Herbozo Contreras Luis Fernando, Truong Nhan Duy, Eshraghian Jason K, Xu Zhangyu, Huang Zhaojing, Bersani-Veroni Thomas Vincenzo, Aguilar Isabelle, Leung Wing Hang, Nikpour Armin, Kavehei Omid
School of Biomedical Engineering, The University of Sydney, Sydney, NSW 2006, Australia.
Sydney Nano Institute, The University of Sydney, Sydney, NSW 2006, Australia.
PNAS Nexus. 2024 Oct 30;3(11):pgae488. doi: 10.1093/pnasnexus/pgae488. eCollection 2024 Nov.
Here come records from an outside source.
//! HTTP client shared foundation
//!
//! This module provides a shared HTTP client with:
//! - Configurable timeout and User-Agent
//! - Exponential backoff retry logic (max 3 retries) on transport errors and HTTP 429
//! - Status mapping: 404 is `PackageNotFound`, other failures are transport errors

use crate::error::RegistryError;
use reqwest::header::ACCEPT;
use reqwest::{Client, StatusCode};
use serde::de::DeserializeOwned;
use std::time::Duration;

/// Default timeout for HTTP requests (30 seconds)
const DEFAULT_TIMEOUT: Duration = Duration::from_secs(30);

/// Default User-Agent header
const DEFAULT_USER_AGENT: &str = concat!("upgradeps/", env!("CARGO_PKG_VERSION"));

/// Maximum number of retry attempts
const MAX_RETRIES: u32 = 3;

/// Base delay for exponential backoff (in milliseconds)
const BASE_DELAY_MS: u64 = 100;

/// What a request is about, for error reporting
#[derive(Debug, Clone, Copy)]
pub struct RequestContext<'a> {
    pub package: &'a str,
    pub registry: &'a str,
}

/// HTTP client wrapper with retry logic
#[derive(Clone)]
pub struct HttpClient {
    client: Client,
    max_retries: u32,
    base_delay: Duration,
}

impl HttpClient {
    /// Create a new HTTP client with default settings
    pub fn new() -> Result<Self, RegistryError> {
        Self::with_config(DEFAULT_TIMEOUT, DEFAULT_USER_AGENT)
    }

    /// Create a new HTTP client with custom configuration
    pub fn with_config(timeout: Duration, user_agent: &str) -> Result<Self, RegistryError> {
        let client = Client::builder()
            .timeout(timeout)
            .user_agent(user_agent)
            .build()
            .map_err(|e| {
                RegistryError::network_error(
                    "",
                    "HTTP client",
                    format!("failed to create HTTP client: {}", e),
                )
            })?;

        Ok(Self {
            client,
            max_retries: MAX_RETRIES,
            base_delay: Duration::from_millis(BASE_DELAY_MS),
        })
    }

    /// Set the maximum number of retries
    pub fn with_max_retries(mut self, max_retries: u32) -> Self {
        self.max_retries = max_retries;
        self
    }

    /// Set the first backoff delay; it doubles after every failed attempt
    pub fn with_base_delay(mut self, base_delay: Duration) -> Self {
        self.base_delay = base_delay;
        self
    }

    /// Perform a GET request with retry logic
    ///
    /// Transport errors and 429 responses are retried with exponential
    /// backoff. Other statuses are mapped without retrying.
    pub async fn get(
        &self,
        url: &str,
        accept: Option<&str>,
        ctx: RequestContext<'_>,
    ) -> Result<reqwest::Response, RegistryError> {
        let mut last_error = None;
        let mut delay = self.base_delay;

        for attempt in 0..=self.max_retries {
            let mut request = self.client.get(url);
            if let Some(accept) = accept {
                request = request.header(ACCEPT, accept);
            }

            match request.send().await {
                Ok(response) if response.status() == StatusCode::TOO_MANY_REQUESTS => {
                    last_error = Some(RegistryError::RateLimitExceeded {
                        registry: ctx.registry.to_string(),
                    });
                }
                Ok(response) => return check_status(response, ctx),
                Err(e) if e.is_timeout() => {
                    last_error = Some(RegistryError::timeout(ctx.package, ctx.registry));
                }
                Err(e) => {
                    last_error = Some(RegistryError::network_error(
                        ctx.package,
                        ctx.registry,
                        e.to_string(),
                    ));
                }
            }

            if attempt < self.max_retries {
                tracing::debug!(package = ctx.package, attempt, ?delay, "retrying request");
                tokio::time::sleep(delay).await;
                delay *= 2;
            }
        }

        Err(last_error.unwrap_or_else(|| {
            RegistryError::network_error(ctx.package, ctx.registry, "unknown error")
        }))
    }

    /// Perform a GET request and parse the JSON body
    pub async fn get_json<T: DeserializeOwned>(
        &self,
        url: &str,
        accept: Option<&str>,
        ctx: RequestContext<'_>,
    ) -> Result<T, RegistryError> {
        let response = self.get(url, accept, ctx).await?;
        let body = response.bytes().await.map_err(|e| {
            RegistryError::network_error(ctx.package, ctx.registry, e.to_string())
        })?;
        serde_json::from_slice(&body).map_err(|e| {
            RegistryError::invalid_response(
                ctx.package,
                ctx.registry,
                format!("failed to parse JSON: {}", e),
            )
        })
    }
}

fn check_status(
    response: reqwest::Response,
    ctx: RequestContext<'_>,
) -> Result<reqwest::Response, RegistryError> {
    let status = response.status();
    if status == StatusCode::NOT_FOUND {
        return Err(RegistryError::package_not_found(ctx.package, ctx.registry));
    }
    if !status.is_success() {
        return Err(RegistryError::network_error(
            ctx.package,
            ctx.registry,
            format!("HTTP {}", status),
        ));
    }
    Ok(response)
}
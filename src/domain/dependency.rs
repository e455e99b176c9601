//! Dependency declaration structures

use crate::error::ConfigError;
use serde::{Deserialize, Serialize};
use std::fmt;
use std::str::FromStr;

/// A dependency group of package.json
///
/// Variant order is the order groups are read, reported and written.
#[derive(Debug, Clone, Copy, PartialEq, Eq, Hash, PartialOrd, Ord, Serialize, Deserialize)]
pub enum DependencyGroup {
    #[serde(rename = "dependencies")]
    Dependencies,
    #[serde(rename = "devDependencies")]
    DevDependencies,
    #[serde(rename = "peerDependencies")]
    PeerDependencies,
    #[serde(rename = "optionalDependencies")]
    OptionalDependencies,
    #[serde(rename = "bundledDependencies")]
    BundledDependencies,
}

impl DependencyGroup {
    /// All groups in manifest processing order
    pub const ALL: [DependencyGroup; 5] = [
        DependencyGroup::Dependencies,
        DependencyGroup::DevDependencies,
        DependencyGroup::PeerDependencies,
        DependencyGroup::OptionalDependencies,
        DependencyGroup::BundledDependencies,
    ];

    /// Groups processed when neither flags nor config select any
    pub const DEFAULT: [DependencyGroup; 2] = [
        DependencyGroup::Dependencies,
        DependencyGroup::DevDependencies,
    ];

    /// The package.json key of this group
    pub fn key(&self) -> &'static str {
        match self {
            DependencyGroup::Dependencies => "dependencies",
            DependencyGroup::DevDependencies => "devDependencies",
            DependencyGroup::PeerDependencies => "peerDependencies",
            DependencyGroup::OptionalDependencies => "optionalDependencies",
            DependencyGroup::BundledDependencies => "bundledDependencies",
        }
    }

}

impl FromStr for DependencyGroup {
    type Err = ConfigError;

    fn from_str(s: &str) -> Result<Self, Self::Err> {
        match s.trim() {
            "dependencies" | "prod" => Ok(DependencyGroup::Dependencies),
            "devDependencies" | "dev" => Ok(DependencyGroup::DevDependencies),
            "peerDependencies" | "peer" => Ok(DependencyGroup::PeerDependencies),
            "optionalDependencies" | "optional" => Ok(DependencyGroup::OptionalDependencies),
            "bundledDependencies" | "bundled" => Ok(DependencyGroup::BundledDependencies),
            other => Err(ConfigError::InvalidGroup {
                value: other.to_string(),
            }),
        }
    }
}

impl fmt::Display for DependencyGroup {
    fn fmt(&self, f: &mut fmt::Formatter<'_>) -> fmt::Result {
        f.write_str(self.key())
    }
}

/// A single `name: range` entry of one dependency group
#[derive(Debug, Clone, PartialEq, Eq, Serialize, Deserialize)]
pub struct Dependency {
    /// Package name
    pub name: String,
    /// Range string exactly as declared (e.g. `^1.2.3`)
    pub range: String,
    /// The group this entry belongs to
    pub group: DependencyGroup,
}

impl Dependency {
    /// Creates a new dependency
    pub fn new(name: impl Into<String>, range: impl Into<String>, group: DependencyGroup) -> Self {
        Self {
            name: name.into(),
            range: range.into(),
            group,
        }
    }
}

impl fmt::Display for Dependency {
    fn fmt(&self, f: &mut fmt::Formatter<'_>) -> fmt::Result {
        write!(f, "{}@{} [{}]", self.name, self.range, self.group)
    }
}

#[cfg(test)]
mod tests {
    use super::*;

    #[test]
    fn test_group_keys() {
        let keys: Vec<&str> = DependencyGroup::ALL.iter().map(|g| g.key()).collect();
        assert_eq!(
            keys,
            vec![
                "dependencies",
                "devDependencies",
                "peerDependencies",
                "optionalDependencies",
                "bundledDependencies"
            ]
        );
    }

    #[test]
    fn test_group_from_str_aliases() {
        assert_eq!(
            "dev".parse::<DependencyGroup>().unwrap(),
            DependencyGroup::DevDependencies
        );
        assert_eq!(
            "peerDependencies".parse::<DependencyGroup>().unwrap(),
            DependencyGroup::PeerDependencies
        );
        assert_eq!(
            "bundled".parse::<DependencyGroup>().unwrap(),
            DependencyGroup::BundledDependencies
        );
    }

    #[test]
    fn test_group_from_str_invalid() {
        let err = "devDeps".parse::<DependencyGroup>().unwrap_err();
        assert!(matches!(err, ConfigError::InvalidGroup { .. }));
    }

    #[test]
    fn test_group_from_str_accepts_only_read_key() {
        let err = "bundleDependencies".parse::<DependencyGroup>().unwrap_err();
        assert!(matches!(err, ConfigError::InvalidGroup { .. }));
    }

    #[test]
    fn test_group_ordering_follows_manifest_order() {
        assert!(DependencyGroup::Dependencies < DependencyGroup::DevDependencies);
        assert!(DependencyGroup::OptionalDependencies < DependencyGroup::BundledDependencies);
    }

    #[test]
    fn test_dependency_display() {
        let dep = Dependency::new("lodash", "^4.17.21", DependencyGroup::Dependencies);
        assert_eq!(format!("{}", dep), "lodash@^4.17.21 [dependencies]");
    }

    #[test]
    fn test_serde_group_uses_manifest_key() {
        let json = serde_json::to_string(&DependencyGroup::DevDependencies).unwrap();
        assert_eq!(json, "\"devDependencies\"");
    }
}
//! upgradeps - upgrade package.json dependencies to their latest versions
//!
//! This library provides the core functionality:
//! - Reading and rewriting package.json without disturbing its layout
//! - Querying the npm registry for latest and same-major versions
//! - Classifying each change (major, minor, patch, prerelease forms)
//! - Optionally resynchronizing node_modules via the detected package manager

pub mod cli;
pub mod config;
pub mod domain;
pub mod error;
pub mod logging;
pub mod manifest;
pub mod orchestrator;
pub mod output;
pub mod package_manager;
pub mod registry;
pub mod update;
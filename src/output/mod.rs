//! Output formatting for run reports
//!
//! This module provides:
//! - Text output for human-readable display
//! - JSON output for machine processing

mod json;
mod text;

pub use json::JsonFormatter;
pub use text::TextFormatter;

use crate::orchestrator::RunReport;
use std::io::Write;

/// Output format options
#[derive(Debug, Clone, Copy, PartialEq, Eq, Default)]
pub enum OutputFormat {
    /// Human-readable text output
    #[default]
    Text,
    /// JSON output for machine processing
    Json,
}

/// Configuration for output formatting
#[derive(Debug, Clone)]
pub struct OutputConfig {
    /// Output format (text, json)
    pub format: OutputFormat,
    /// Include up-to-date, held back and unparsable entries
    pub verbose: bool,
    /// Whether to use colors (when supported)
    pub color: bool,
}

impl Default for OutputConfig {
    fn default() -> Self {
        Self {
            format: OutputFormat::default(),
            verbose: false,
            color: true,
        }
    }
}

impl OutputConfig {
    /// Create configuration from CLI arguments
    pub fn from_cli(json: bool, verbose: bool) -> Self {
        let format = if json {
            OutputFormat::Json
        } else {
            OutputFormat::Text
        };

        Self {
            format,
            verbose,
            color: true,
        }
    }

    pub fn with_color(mut self, color: bool) -> Self {
        self.color = color;
        self
    }
}

/// Trait for output formatters
pub trait OutputFormatter {
    /// Format and write the run report
    fn format(&self, report: &RunReport, writer: &mut dyn Write) -> std::io::Result<()>;
}

/// Create an output formatter based on configuration
pub fn create_formatter(config: OutputConfig) -> Box<dyn OutputFormatter> {
    match config.format {
        OutputFormat::Text => Box::new(TextFormatter::with_color(config.verbose, config.color)),
        OutputFormat::Json => Box::new(JsonFormatter::new(config.verbose)),
    }
}
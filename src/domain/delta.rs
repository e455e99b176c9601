//! Version delta classification

use crate::domain::NormalizedVersion;
use serde::{Deserialize, Serialize};
use std::fmt;

/// Magnitude of change between an installed and a candidate version
///
/// Variants are declared in increasing severity so `Ord` ranks them.
#[derive(Debug, Clone, Copy, PartialEq, Eq, Hash, PartialOrd, Ord, Serialize, Deserialize)]
#[serde(rename_all = "lowercase")]
pub enum VersionDelta {
    Build,
    Prerelease,
    Patch,
    Prepatch,
    Minor,
    Preminor,
    Major,
    Premajor,
}

impl VersionDelta {
    /// Returns true for a change of the major segment
    pub fn is_major(&self) -> bool {
        matches!(self, VersionDelta::Major | VersionDelta::Premajor)
    }

    /// Lowercase label used in reports
    pub fn label(&self) -> &'static str {
        match self {
            VersionDelta::Build => "build",
            VersionDelta::Prerelease => "prerelease",
            VersionDelta::Patch => "patch",
            VersionDelta::Prepatch => "prepatch",
            VersionDelta::Minor => "minor",
            VersionDelta::Preminor => "preminor",
            VersionDelta::Major => "major",
            VersionDelta::Premajor => "premajor",
        }
    }
}

impl fmt::Display for VersionDelta {
    fn fmt(&self, f: &mut fmt::Formatter<'_>) -> fmt::Result {
        f.write_str(self.label())
    }
}

/// Classify the change from `from` to `to`
///
/// Both sides are normalized first. Returns None when they are equal or
/// when either side does not normalize.
pub fn classify(from: &str, to: &str) -> Option<VersionDelta> {
    let from = NormalizedVersion::parse(from)?;
    let to = NormalizedVersion::parse(to)?;
    classify_versions(&from, &to)
}

/// Classify the change between two already normalized versions
pub fn classify_versions(from: &NormalizedVersion, to: &NormalizedVersion) -> Option<VersionDelta> {
    if from == to {
        return None;
    }

    let (a, b) = (from.version(), to.version());
    let pre = to.is_prerelease();

    let delta = if a.major != b.major {
        if pre {
            VersionDelta::Premajor
        } else {
            VersionDelta::Major
        }
    } else if a.minor != b.minor {
        if pre {
            VersionDelta::Preminor
        } else {
            VersionDelta::Minor
        }
    } else if a.patch != b.patch {
        if pre {
            VersionDelta::Prepatch
        } else {
            VersionDelta::Patch
        }
    } else if a.pre != b.pre {
        VersionDelta::Prerelease
    } else {
        VersionDelta::Build
    };

    Some(delta)
}

/// Classify an upgrade; a target not newer than the installed version yields None
pub fn upgrade_delta(
    installed: &NormalizedVersion,
    target: &NormalizedVersion,
) -> Option<VersionDelta> {
    if target <= installed {
        return None;
    }
    classify_versions(installed, target)
}
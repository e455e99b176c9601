//! Formatting capture for round-trip manifest rewrites

use regex::Regex;
use std::sync::LazyLock;

static INDENT_RE: LazyLock<Regex> = LazyLock::new(|| Regex::new(r"(?m)^([ \t]+)\S").unwrap());

/// Indentation unit of a JSON document
#[derive(Debug, Clone, Copy, PartialEq, Eq)]
pub enum Indent {
    Tab,
    Spaces(usize),
    /// Single-line document without indentation
    Compact,
}

impl Indent {
    /// Bytes of one indentation level, None when compact
    pub fn unit(&self) -> Option<Vec<u8>> {
        match self {
            Indent::Tab => Some(b"\t".to_vec()),
            Indent::Spaces(n) => Some(vec![b' '; *n]),
            Indent::Compact => None,
        }
    }
}

/// Formatting of the original file, reused when writing
#[derive(Debug, Clone, Copy, PartialEq, Eq)]
pub struct ManifestFormatting {
    pub indent: Indent,
    pub trailing_newline: bool,
}

impl Default for ManifestFormatting {
    fn default() -> Self {
        Self {
            indent: Indent::Spaces(2),
            trailing_newline: true,
        }
    }
}

impl ManifestFormatting {
    /// Detect formatting from file content
    ///
    /// The first indented line gives the unit. A document without any
    /// indented line is compact.
    pub fn detect(content: &str) -> Self {
        let indent = match INDENT_RE.captures(content).and_then(|caps| caps.get(1)) {
            Some(m) if m.as_str().starts_with('\t') => Indent::Tab,
            Some(m) => Indent::Spaces(m.as_str().len()),
            None if content.trim().contains('\n') => Indent::Spaces(2),
            None => Indent::Compact,
        };

        Self {
            indent,
            trailing_newline: content.ends_with('\n'),
        }
    }
}
//! Protocol Gateway integration tests over real sockets.

mod common;

use bytes::BytesMut;
use futures_util::{SinkExt, StreamExt};
use plotsync::adapters::bus::BusGateway;
use plotsync::adapters::tcp::codec::{Frame, FrameCodec, ProtocolCodec};
use plotsync::adapters::tcp::{ConnectionSettings, DecodeResult, TcpGateway, TcpRole};
use plotsync::adapters::{AdapterEvent, Channel, ClientKey, Command, Envelope, Gateway, ListenerHandle};
use plotsync::core::runtime::Runtime;
use plotsync::store::ClientKind;
use serde_json::json;
use std::net::SocketAddr;
use std::time::Duration;
use tokio::io::{AsyncReadExt, AsyncWriteExt};
use tokio::net::TcpStream;
use tokio::sync::{mpsc, watch};
use tokio::time::timeout;
use tokio_tungstenite::{connect_async, tungstenite::Message};

const WAIT: Duration = Duration::from_secs(5);

fn settings(timeout_ms: u64) -> ConnectionSettings {
    ConnectionSettings {
        heartbeat_interval: Duration::from_millis(20),
        heartbeat_timeout: Duration::from_millis(timeout_ms),
        max_frame_bytes: 1024 * 1024,
        read_buffer_limit: 4 * 1024 * 1024,
    }
}

fn frame(envelope: &Envelope) -> Vec<u8> {
    let payload = serde_json::to_vec(envelope).unwrap();
    let mut out = format!("\0\0\0{}\0", payload.len()).into_bytes();
    out.extend_from_slice(&payload);
    out
}

fn any_addr() -> SocketAddr {
    "127.0.0.1:0".parse().unwrap()
}

async fn tcp_gateway(
    role: TcpRole,
    timeout_ms: u64,
) -> (ListenerHandle, mpsc::UnboundedReceiver<AdapterEvent>, watch::Sender<bool>) {
    let (events_tx, events_rx) = mpsc::unbounded_channel();
    let (shutdown_tx, shutdown_rx) = watch::channel(false);
    let gateway = TcpGateway::new(role, any_addr(), settings(timeout_ms), events_tx, shutdown_rx);
    let handle = gateway.start().await.unwrap();
    (handle, events_rx, shutdown_tx)
}

async fn next_event(rx: &mut mpsc::UnboundedReceiver<AdapterEvent>) -> AdapterEvent {
    timeout(WAIT, rx.recv())
        .await
        .expect("event in time")
        .expect("event channel open")
}

/// Read frames from a socket until one message frame arrives.
async fn read_message(stream: &mut TcpStream, buffer: &mut BytesMut) -> serde_json::Value {
    let codec = FrameCodec::new(1024 * 1024);
    loop {
        match codec.decode(buffer) {
            DecodeResult::Complete(Frame::Message(value)) => return value,
            DecodeResult::Complete(Frame::Heartbeat) => continue,
            DecodeResult::Invalid(reason) => panic!("invalid frame: {reason}"),
            DecodeResult::Incomplete => {
                let mut chunk = [0u8; 4096];
                let n = timeout(WAIT, stream.read(&mut chunk))
                    .await
                    .expect("data in time")
                    .unwrap();
                assert!(n > 0, "peer closed");
                buffer.extend_from_slice(&chunk[..n]);
            }
        }
    }
}

// ============================================================================
// Framed TCP
// ============================================================================

#[tokio::test]
async fn native_client_registers_and_sends_split_frames() {
    let (handle, mut events, shutdown) = tcp_gateway(TcpRole::Native, 10_000).await;
    let mut stream = TcpStream::connect(handle.local_addr).await.unwrap();

    let register = Envelope::new(Channel::Registration, Command::Register, json!("hololens-1"));
    stream.write_all(&frame(&register)).await.unwrap();
    let conn = match next_event(&mut events).await {
        AdapterEvent::Connected { key, conn, .. } => {
            assert_eq!(key, ClientKey::new("hololens-1", ClientKind::Ar));
            conn
        }
        other => panic!("unexpected event: {other:?}"),
    };

    let request = frame(&Envelope::new(Channel::Plot, Command::Request, json!(null)));
    let (head, tail) = request.split_at(6);
    stream.write_all(head).await.unwrap();
    stream.flush().await.unwrap();
    tokio::time::sleep(Duration::from_millis(30)).await;
    stream.write_all(tail).await.unwrap();

    match next_event(&mut events).await {
        AdapterEvent::Message { conn: from, envelope, .. } => {
            assert_eq!(from, conn);
            assert_eq!(envelope.channel, Channel::Plot.id());
            assert_eq!(envelope.command, "request");
        }
        other => panic!("unexpected event: {other:?}"),
    }

    drop(stream);
    match next_event(&mut events).await {
        AdapterEvent::Disconnected { conn: gone, .. } => assert_eq!(gone, conn),
        other => panic!("unexpected event: {other:?}"),
    }
    let _ = shutdown.send(true);
}

#[tokio::test]
async fn silent_client_times_out_exactly_once() {
    let (handle, mut events, shutdown) = tcp_gateway(TcpRole::Native, 150).await;
    let mut stream = TcpStream::connect(handle.local_addr).await.unwrap();
    let register = Envelope::new(Channel::Registration, Command::Register, json!({"name": "quiet"}));
    stream.write_all(&frame(&register)).await.unwrap();
    assert!(matches!(next_event(&mut events).await, AdapterEvent::Connected { .. }));

    // The server heartbeats while we stay silent.
    let mut chunk = [0u8; 64];
    let n = timeout(WAIT, stream.read(&mut chunk)).await.unwrap().unwrap();
    assert!(chunk[..n].windows(5).any(|w| w == b"\0\0\0h\0"));

    assert!(matches!(next_event(&mut events).await, AdapterEvent::Disconnected { .. }));
    tokio::time::sleep(Duration::from_millis(200)).await;
    assert!(events.try_recv().is_err());
    let _ = shutdown.send(true);
}

#[tokio::test]
async fn heartbeats_keep_a_client_alive() {
    let (handle, mut events, shutdown) = tcp_gateway(TcpRole::Native, 150).await;
    let mut stream = TcpStream::connect(handle.local_addr).await.unwrap();
    let register = Envelope::new(Channel::Registration, Command::Register, json!("chatty"));
    stream.write_all(&frame(&register)).await.unwrap();
    assert!(matches!(next_event(&mut events).await, AdapterEvent::Connected { .. }));

    for _ in 0..10 {
        stream.write_all(b"\0\0\0h\0").await.unwrap();
        tokio::time::sleep(Duration::from_millis(40)).await;
    }
    assert!(events.try_recv().is_err());
    let _ = shutdown.send(true);
}

#[tokio::test]
async fn tracker_is_registered_on_connect() {
    let (handle, mut events, shutdown) = tcp_gateway(TcpRole::Tracker, 10_000).await;
    let _stream = TcpStream::connect(handle.local_addr).await.unwrap();

    match next_event(&mut events).await {
        AdapterEvent::Connected { key, .. } => assert_eq!(key, ClientKey::tracker()),
        other => panic!("unexpected event: {other:?}"),
    }
    let _ = shutdown.send(true);
}

#[tokio::test]
async fn outbound_envelopes_are_framed() {
    let (handle, mut events, shutdown) = tcp_gateway(TcpRole::Native, 10_000).await;
    let mut stream = TcpStream::connect(handle.local_addr).await.unwrap();
    let register = Envelope::new(Channel::Registration, Command::Register, json!("viewer"));
    stream.write_all(&frame(&register)).await.unwrap();
    let outbound = match next_event(&mut events).await {
        AdapterEvent::Connected { outbound, .. } => outbound,
        other => panic!("unexpected event: {other:?}"),
    };

    outbound
        .send(Envelope::new(Channel::Plot, Command::Remove, json!({"id": 4})))
        .unwrap();
    let mut buffer = BytesMut::new();
    let value = read_message(&mut stream, &mut buffer).await;
    assert_eq!(value, json!({"channel": 2, "command": "remove", "payload": {"id": 4}}));

    // Dropping the queue evicts the connection.
    drop(outbound);
    assert!(matches!(next_event(&mut events).await, AdapterEvent::Disconnected { .. }));
    let _ = shutdown.send(true);
}

// ============================================================================
// Message bus
// ============================================================================

#[tokio::test]
async fn reregistering_a_web_name_evicts_the_first_connection() {
    let (events_tx, mut events) = mpsc::unbounded_channel();
    let (shutdown_tx, shutdown_rx) = watch::channel(false);
    let handle = BusGateway::new(any_addr(), events_tx, shutdown_rx)
        .start()
        .await
        .unwrap();
    let url = format!("ws://{}", handle.local_addr);
    let register = serde_json::to_string(&Envelope::new(
        Channel::Registration,
        Command::Register,
        json!({"name": "tablet"}),
    ))
    .unwrap();
    let mut registry = Gateway::new();

    let (mut first, _) = connect_async(url.as_str()).await.unwrap();
    first.send(Message::Text(register.clone())).await.unwrap();
    let first_conn = match next_event(&mut events).await {
        AdapterEvent::Connected { key, conn, outbound } => {
            assert_eq!(key, ClientKey::new("tablet", ClientKind::Web));
            assert_eq!(registry.attach(key, conn, outbound), None);
            conn
        }
        other => panic!("unexpected event: {other:?}"),
    };

    let (mut second, _) = connect_async(url.as_str()).await.unwrap();
    second.send(Message::Text(register)).await.unwrap();
    let second_conn = match next_event(&mut events).await {
        AdapterEvent::Connected { key, conn, outbound } => {
            assert_eq!(registry.attach(key, conn, outbound), Some(first_conn));
            conn
        }
        other => panic!("unexpected event: {other:?}"),
    };

    // The evicted connection reports its disconnect, which the registry
    // recognizes as stale.
    match next_event(&mut events).await {
        AdapterEvent::Disconnected { key, conn } => {
            assert_eq!(conn, first_conn);
            assert!(!registry.detach(&key, conn));
        }
        other => panic!("unexpected event: {other:?}"),
    }
    let key = ClientKey::new("tablet", ClientKind::Web);
    assert!(registry.is_current(&key, second_conn));

    let closed = timeout(WAIT, async {
        while let Some(message) = first.next().await {
            if matches!(message, Ok(Message::Close(_)) | Err(_)) {
                return true;
            }
        }
        true
    })
    .await
    .unwrap();
    assert!(closed);

    registry.send(&key, Envelope::new(Channel::Color, Command::Remove, json!({"id": 1})));
    let reply = timeout(WAIT, second.next()).await.unwrap().unwrap().unwrap();
    let envelope: Envelope = serde_json::from_str(reply.to_text().unwrap()).unwrap();
    assert_eq!(envelope.channel, Channel::Color.id());
    let _ = shutdown_tx.send(true);
}

// ============================================================================
// End to end
// ============================================================================

#[tokio::test]
async fn plot_added_on_tablet_reaches_native_client() {
    let mut config = common::engine_config();
    config.listeners.native = Some("127.0.0.1:0".into());
    config.listeners.tracker = None;
    config.listeners.web = Some("127.0.0.1:0".into());
    let mut runtime = Runtime::new(config).unwrap();
    runtime.start().await.unwrap();
    let addrs = runtime.local_addrs();
    let addr_of = |name: &str| addrs.iter().find(|(n, _)| *n == name).map(|(_, a)| *a).unwrap();

    let mut native = TcpStream::connect(addr_of("native")).await.unwrap();
    native
        .write_all(&frame(&Envelope::new(Channel::Registration, Command::Register, json!("lens"))))
        .await
        .unwrap();
    let mut buffer = BytesMut::new();
    let ack = read_message(&mut native, &mut buffer).await;
    assert_eq!(ack["channel"], json!(Channel::Registration.id()));
    assert_eq!(ack["payload"]["name"], json!("lens"));

    let (mut tablet, _) = connect_async(format!("ws://{}", addr_of("web"))).await.unwrap();
    let register = Envelope::new(Channel::Registration, Command::Register, json!("tablet"));
    tablet
        .send(Message::Text(serde_json::to_string(&register).unwrap()))
        .await
        .unwrap();
    let add = Envelope::new(Channel::Plot, Command::Add, json!({"dimX": "a", "dimY": "b"}));
    tablet
        .send(Message::Text(serde_json::to_string(&add).unwrap()))
        .await
        .unwrap();

    let added = loop {
        let message = read_message(&mut native, &mut buffer).await;
        if message["channel"] == json!(Channel::Plot.id()) && message["command"] == json!("add") {
            break message;
        }
    };
    assert_eq!(added["payload"]["dimX"], json!("a"));

    runtime.stop().await;
}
Neuromodulation techniques have emerged as promising approaches for treating a wide range of neurological disorders, precisely delivering electrical stimulation to modulate abnormal neuronal activity. While leveraging the unique capabilities of AI holds immense potential for responsive neurostimulation, it appears as an extremely challenging proposition where real-time (low-latency) processing, low-power consumption, and heat constraints are limiting factors. The use of sophisticated AI-driven models for personalized neurostimulation depends on the back-telemetry of data to external systems (e.g. cloud-based medical mesosystems and ecosystems). While this can be a solution, integrating continuous learning within implantable neuromodulation devices for several applications, such as seizure prediction in epilepsy, is an open question. We believe neuromorphic architectures hold an outstanding potential to open new avenues for sophisticated on-chip analysis of neural signals and AI-driven personalized treatments. With more than three orders of magnitude reduction in the total data required for data processing and feature extraction, the high power- and memory-efficiency of neuromorphic computing to hardware-firmware co-design can be considered as solution-in-the-making to resource-constraint implantable neuromodulation systems. This perspective introduces the concept of , a new breed of closed-loop responsive feedback system. It highlights its potential to revolutionize implantable brain-machine microsystems for patient-specific treatment.
神经调节技术已成为治疗多种神经系统疾病的有前景的方法,可精确地传递电刺激以调节异常的神经元活动。虽然利用人工智能的独特能力在响应性神经刺激方面具有巨大潜力,但在实时(低延迟)处理、低功耗和热限制等限制因素的情况下,这似乎是一个极具挑战性的提议。使用复杂的人工智能驱动模型进行个性化神经刺激依赖于将数据反向遥测到外部系统(例如基于云的医疗中间系统和生态系统)。虽然这可能是一种解决方案,但在植入式神经调节设备中集成持续学习以用于多种应用,如癫痫发作预测,仍是一个悬而未决的问题。我们认为,神经形态架构具有巨大潜力,可为神经信号的复杂片上分析和人工智能驱动的个性化治疗开辟新途径。由于数据处理和特征提取所需的总数据量减少了三个多数量级,神经形态计算在硬件 - 固件协同设计方面的高功率和内存效率可被视为资源受限的植入式神经调节系统的一种正在形成的解决方案。这一观点引入了一种新型闭环响应反馈系统的概念。它突出了其变革用于患者特异性治疗的植入式脑机微系统的潜力。